The prescription “notably backs away from raising the purchase age for assault-style rifles and restricting magazine capacity,” the N.A.A.C.P. said, and instead focuses on a system that once sent one million minority students to Florida jails for “simple and routine discipline issues ranging from talking back to teachers to schoolyard scuffles."
The issue of the Obama-era discipline guidance was raised formally by Senator Marco Rubio, Republican of Florida, who, after seeing a flurry of conservative news media reports, wrote a letter to Ms. DeVos and Attorney General Jeff Sessions questioning whether the guidance allowed the shooting suspect, Nikolas Cruz, to evade law enforcement and carry out the massacre at Stoneman Douglas High.
It was, on its face, an odd point: Mr. Cruz is white, and far from evading school disciplinary procedures, he had been expelled from Stoneman Douglas.

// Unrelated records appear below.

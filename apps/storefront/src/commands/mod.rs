//! # Storefront Commands
//!
//! Every user action the storefront accepts.
//!
//! ## Command Organization
//! ```text
//! commands/
//! ├── mod.rs         ◄─── You are here (exports)
//! ├── cart.rs        ◄─── Add, quantity changes, removal
//! ├── navigation.rs  ◄─── Products / cart / checkout screens
//! └── checkout.rs    ◄─── Payment method and submission
//! ```
//!
//! ## How Commands Work
//! ```text
//! ┌─────────────────────────────────────────────────────────────────────────┐
//! │                    Command Flow                                         │
//! │                                                                         │
//! │  Console                                                                │
//! │  ───────                                                                │
//! │  > add 3                                                                │
//! │         │                                                               │
//! │         ▼                                                               │
//! │  commands::add_to_cart(&session, 3)                                     │
//! │         │                                                               │
//! │         │ (mpsc + oneshot)                                              │
//! │         ▼                                                               │
//! │  SessionActor: machine.handle(Command::AddToCart(3))                    │
//! │         │                                                               │
//! │         ▼                                                               │
//! │  Result<SessionView, ApiError>                                          │
//! └─────────────────────────────────────────────────────────────────────────┘
//! ```
//!
//! Every command returns the full [`SessionView`](crate::state::SessionView)
//! after the change, so the caller can redraw without a second round trip.

pub mod cart;
pub mod checkout;
pub mod navigation;

pub use cart::{add_to_cart, remove_from_cart, update_quantity};
pub use checkout::{select_payment_method, submit_payment};
pub use navigation::{back_to_cart, checkout, continue_shopping, get_session, view_cart};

“The overarching goals of the 2014 directive to mitigate the school-to-prison pipeline, reduce suspensions and expulsions, and to prevent racially biased discipline are laudable and should be explored,” Mr. Rubio wrote, asking that the guidance be revised. “However, any policy seeking to achieve these goals requires basic common sense and an understanding that failure to report troubled students, like Cruz, to law enforcement can have dangerous repercussions.”
Broward County educators and advocates saw Mr. Rubio’s letter as an indictment of a program called Promise, which the county instituted in 2013 — one year before the Obama guidance was issued — and has guided its discipline reforms to reduce student-based arrests in Broward County, where Stoneman Douglas is located.

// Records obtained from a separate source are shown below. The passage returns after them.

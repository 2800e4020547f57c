//! # Storage Error Types
//!
//! Error types for every storage backend.
//!
//! ## Error Flow
//! ```text
//! ┌─────────────────────────────────────────────────────────────────────────┐
//! │                    Error Propagation                                    │
//! │                                                                         │
//! │  sqlx::Error / io::Error / serde_json::Error                           │
//! │       │                                                                 │
//! │       ▼                                                                 │
//! │  DbError (this module) ← Adds context and categorization               │
//! │       │                                                                 │
//! │       ▼                                                                 │
//! │  ApiError (storefront app) ← STORAGE_ERROR                             │
//! │                                                                         │
//! └─────────────────────────────────────────────────────────────────────────┘
//! ```

use thiserror::Error;

/// Storage operation errors.
#[derive(Debug, Error)]
pub enum DbError {
    /// Database connection failed.
    ///
    /// ## When This Occurs
    /// - Database file can't be created
    /// - File permissions issue
    /// - Pool already closed
    #[error("Connection failed: {0}")]
    ConnectionFailed(String),

    /// Migration failed.
    #[error("Migration failed: {0}")]
    MigrationFailed(String),

    /// Query execution failed.
    #[error("Query failed: {0}")]
    QueryFailed(String),

    /// Pool exhausted (all connections in use).
    #[error("Connection pool exhausted")]
    PoolExhausted,

    /// A stored value could not be encoded or decoded.
    ///
    /// ## When This Occurs
    /// - The JSON file backend holds something that is not a JSON object
    /// - A cart snapshot can't be serialized
    #[error("Serialization failed: {0}")]
    Serialization(String),

    /// File backend I/O failed.
    #[error("I/O error on {path}: {message}")]
    Io { path: String, message: String },

    /// Internal storage error.
    #[error("Internal storage error: {0}")]
    Internal(String),
}

impl DbError {
    /// Creates an Io error tagged with the file it happened on.
    pub fn io(path: impl std::fmt::Display, err: std::io::Error) -> Self {
        DbError::Io {
            path: path.to_string(),
            message: err.to_string(),
        }
    }
}

/// Convert sqlx errors to DbError.
///
/// ## Error Mapping
/// ```text
/// sqlx::Error::Database       → DbError::QueryFailed
/// sqlx::Error::PoolTimedOut   → DbError::PoolExhausted
/// sqlx::Error::PoolClosed     → DbError::ConnectionFailed
/// Other                       → DbError::Internal
/// ```
impl From<sqlx::Error> for DbError {
    fn from(err: sqlx::Error) -> Self {
        match err {
            sqlx::Error::Database(db_err) => DbError::QueryFailed(db_err.message().to_string()),
            sqlx::Error::PoolTimedOut => DbError::PoolExhausted,
            sqlx::Error::PoolClosed => DbError::ConnectionFailed("Pool is closed".to_string()),
            _ => DbError::Internal(err.to_string()),
        }
    }
}

impl From<sqlx::migrate::MigrateError> for DbError {
    fn from(err: sqlx::migrate::MigrateError) -> Self {
        DbError::MigrationFailed(err.to_string())
    }
}

impl From<serde_json::Error> for DbError {
    fn from(err: serde_json::Error) -> Self {
        DbError::Serialization(err.to_string())
    }
}

impl From<std::io::Error> for DbError {
    fn from(err: std::io::Error) -> Self {
        DbError::Io {
            path: "<unknown>".to_string(),
            message: err.to_string(),
        }
    }
}

/// Result type for storage operations.
pub type DbResult<T> = Result<T, DbError>;

#[cfg(test)]
mod tests {
    use super::*;

    #[test]
    fn test_io_error_keeps_path() {
        let err = DbError::io(
            "/tmp/store.json",
            std::io::Error::new(std::io::ErrorKind::PermissionDenied, "denied"),
        );
        assert_eq!(err.to_string(), "I/O error on /tmp/store.json: denied");
    }

    #[test]
    fn test_serde_error_converts() {
        let err: DbError = serde_json::from_str::<Vec<u32>>("{").unwrap_err().into();
        assert!(matches!(err, DbError::Serialization(_)));
    }
}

The program was praised by former Secretary of Education Arne Duncan, and echoes the goals of the 2014 Obama guidance in discouraging schools from using law enforcement as a first line of defense for low-level offenses.
“The removal of this component, combined with the possibility of armed teachers in our schools, sets the stage for transforming our schools into prisons,” the N.A.A.C.P. said.
In the days before making his request, Mr. Rubio released a proposal that he said would remedy lapses in the Promise program and the 2014 guidance.
In a tweet on Tuesday, Mr. Rubio noted that the shooter was not in the Promise program, but had displayed violent and threatening behavior.
“The more we learn, the more it appears the problem is not the program or the DOE guidance itself, but the way it is being applied,” Mr. Rubio. said, referring to the Education Department. “It may have created a culture discourages referral to law enforcement even in egregious cases like the #Parkland shooter.”
Long before the attack in Parkland, Fla., the 2014 discipline guidelines, which encouraged schools to examine their discipline disparities and to take stock of discriminatory policies, were already on Ms. DeVos’s radar — but not because they were seen as a possible culprit in the next school shooting. Conservatives were using the Trump administration’s effort to rein in federal overreach to reverse policies designed to protect against what the Obama administration had seen as discriminatory practices.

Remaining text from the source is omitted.